In the Perez case it was said: “We have carefully examined the entire record presented. We think the instructions of the court fairly placed the law of the case before the jury, and we think the substantial evidence supports the verdict.”
In all capital eases this court has uniformly examined the evidence, whether approved by the trial judge or not, to see that the accused was protected in his rights and not unlawfully condemned. There has been no suggestion by the Attorney General nor anyone else concerned that the transcript of the evidence on file in this court is not correct, and [314]*314should it disclose that the appellant was not awarded all of the rights guaranteed to him under the Constitution and the law, in view of the fact that appellant’s life is involved, we ought not to hesitate to reverse the ease. On the other hand, if his rights were secured to him, the duty is equally obligatory to let the law take its course.
Out of the mass of testimony introduced the salient facts leading to the homicide and descriptive thereof are as follows:
The deceased, Jesse G. Danner, was the stepfather to Ethel Spencer, Ruby Johnson and Pearl Johnson, being the husband of their mother, Lily May Danner. The Danners and the appellant before coming to Arizona had lived at Anthony, New Mexico. While there the appellant paid attention to Ethel Spencer and kept her company for about two years. The deceased disapproved of his visits and companionship with his stepdaughter and requested appellant to cease visiting the Danner home. The Danner family, including Ruby and Pearl Johnson, moved to Miami, Arizona; Ethel Spencer remaining in New Mexico. Appellant also moved to Miami, and at the time of the tragedy was working at one of the mines there.
About September 6, 1913, appellant wrote a letter to Ethel Spencer, in which he advised her, if she could, to take her sisters away from Miami, because the Danners did not care as to the way they carried on; that one of the sisters was working in a shooting-gallery and the other was working in a restaurant; that these places were not places that decent girls should work; that there was a roadhouse between Miami and Globe; and that this roadhouse had been indicted because of letting Pearl and Ruby Johnson stay there all night. On the receipt of this letter, Ethel Spencer wrote to her mother and stepfather of its contents, but did not tell them its author.
On the evening of the 18th of November, 1913, about 8 o’clock, Mr. and Mrs. Danner and the appellant were at the home of Mrs. J. O. Lipps, in Miami. The deceased only remained for a few moments. After he had gone, someone remarked that Ethel Spencer was married. Mrs. Lipps further testified, when these remarks were made, appellant got up and left without saying a word. It could not have been very long thereafter when appellant appeared at the sleep[315]*315ing apartments of Harry Hovey and asked him if he wanted to go downtown. After they got started, Hovey said:
“ ‘Where are you going — to the dance?’ And he said, ‘Yes, I might dance some.’ We went in and sat in the dance-hall awhile, and finally he said, ‘Let’s go and get the mail,’ and I said, ‘All right.’ ”
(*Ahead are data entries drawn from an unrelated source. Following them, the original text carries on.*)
//! Error taxonomy for a provisioning run.
//!
//! Most functions return `anyhow::Result` and attach context as they go. The
//! variants below are raised inside those results whenever a caller needs to
//! tell failure kinds apart, and can be recovered with
//! `err.downcast_ref::<ProvisionError>()`.

use std::path::PathBuf;
use thiserror::Error;

#[derive(Debug, Error)]
pub enum ProvisionError {
    /// A required configuration key is absent from the store.
    #[error("missing required configuration key `{0}`")]
    MissingKey(String),

    #[error("configuration key `{key}` has invalid value `{value}`: {reason}")]
    InvalidValue {
        key: String,
        value: String,
        reason: String,
    },

    #[error("unrecognised configuration key `{0}`")]
    UnknownKey(String),

    #[error("serial file {path:?} does not hold a hexadecimal serial: {content:?}")]
    MalformedSerial { path: PathBuf, content: String },

    #[error("serial numbers exhausted after {last:#x}")]
    SerialExhausted { last: u64 },

    #[error("invalid xpath `{xpath}`: {reason}")]
    InvalidXPath { xpath: String, reason: String },

    #[error("xpath `{xpath}` matched no element in {path:?}")]
    XPathNoMatch { path: PathBuf, xpath: String },

    #[error("xpath `{xpath}` matched {count} nodes in {path:?}, exactly one element is required")]
    XPathAmbiguous {
        path: PathBuf,
        xpath: String,
        count: usize,
    },

    #[error("xpath `{xpath}` in {path:?} selects a node that is not an element")]
    XPathTargetNotElement { path: PathBuf, xpath: String },

    /// The run failed and persisting the serial counter afterwards failed too.
    #[error("{primary:#}; additionally failed to persist the serial counter: {flush:#}")]
    FinalizeFailed {
        primary: anyhow::Error,
        flush: anyhow::Error,
    },
}

#[cfg(test)]
mod tests {
    use super::*;

    #[test]
    fn test_finalize_failed_reports_both_errors() {
        let err = ProvisionError::FinalizeFailed {
            primary: anyhow::anyhow!("signing exploded"),
            flush: anyhow::anyhow!("disk full"),
        };
        let rendered = err.to_string();
        assert!(rendered.contains("signing exploded"));
        assert!(rendered.contains("disk full"));
    }

    #[test]
    fn test_downcast_through_anyhow() {
        let err: anyhow::Error = ProvisionError::MissingKey("GCID".to_string()).into();
        let err = err.context("Failed to build manifest");
        match err.downcast_ref::<ProvisionError>() {
            Some(ProvisionError::MissingKey(key)) => assert_eq!(key, "GCID"),
            other => panic!("unexpected error: {:?}", other),
        }
    }
}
While at the dance appellant asked Price Lipps if Mr. and Mrs. Danner came by, and was informed that they did. Peaching the postoffice, Hovey went in the building for the mail, and appellant remained on the outside at the door. Just at this moment the deceased and Mrs. Danner entered the postoffice, passing appellant at the door and meeting Hovey as he was going out. Hovey says he told Talley that there was no mail and suggested that they go, whereupon Talley said, “Let’s stick around.” As the Danners passed out of the postoffiee, Talley said, using his own language, “Mr. Danner, I would like to speak to you a minute.” Danner said, “All- right,” and walked up to him. “I said, ‘Mr. Danner, I understand you suspicion that I wrote a letter to Ethel about the way you are treating Pearl and Euby ? ’ and he said, ‘Yes.’ Then I asked him did he know who wrote the letter for sure, and he said, ‘No,’ and then I told him that I wrote it, and what I wrote was the truth, and he replied, ‘You are a damn dirty liar,’ and struck me almost at the same time.”
Mrs. Danner’s testimony was practically the same as appellant’s as to what was said by appellant and her husband, but she says appellant struck her husband first, knocking him down. A rough-and-tumble fight ensued, with the deceased first underneath, then appellant. In the meantime several people had gathered around, and Mrs. Danner was begging them to separate the combatants. While the deceased had appellant down and was severely punishing him, the bystanders pulled them apart, and in doing so they both raised to their feet. It was then that appellant drew a gun. The deceased said to him, “Put up that gun and fight like a man,” at the same time grabbing hold of the gun, or the hand in which it was held. The bystanders becoming frightened, ran away, and as they left the fighting men they heard a number of shots. Danner was assisted into the postoffice, where it was discovered that he was mortally wounded. The [316]*316appellant stood in the middle of the street in front of the postoffice working with his pistol, some of the witnesses saying that he reloaded it, and others that he was working with the pistol and remarked that it would not work; that it was out of order. Danner died in a very few minutes after he was shot.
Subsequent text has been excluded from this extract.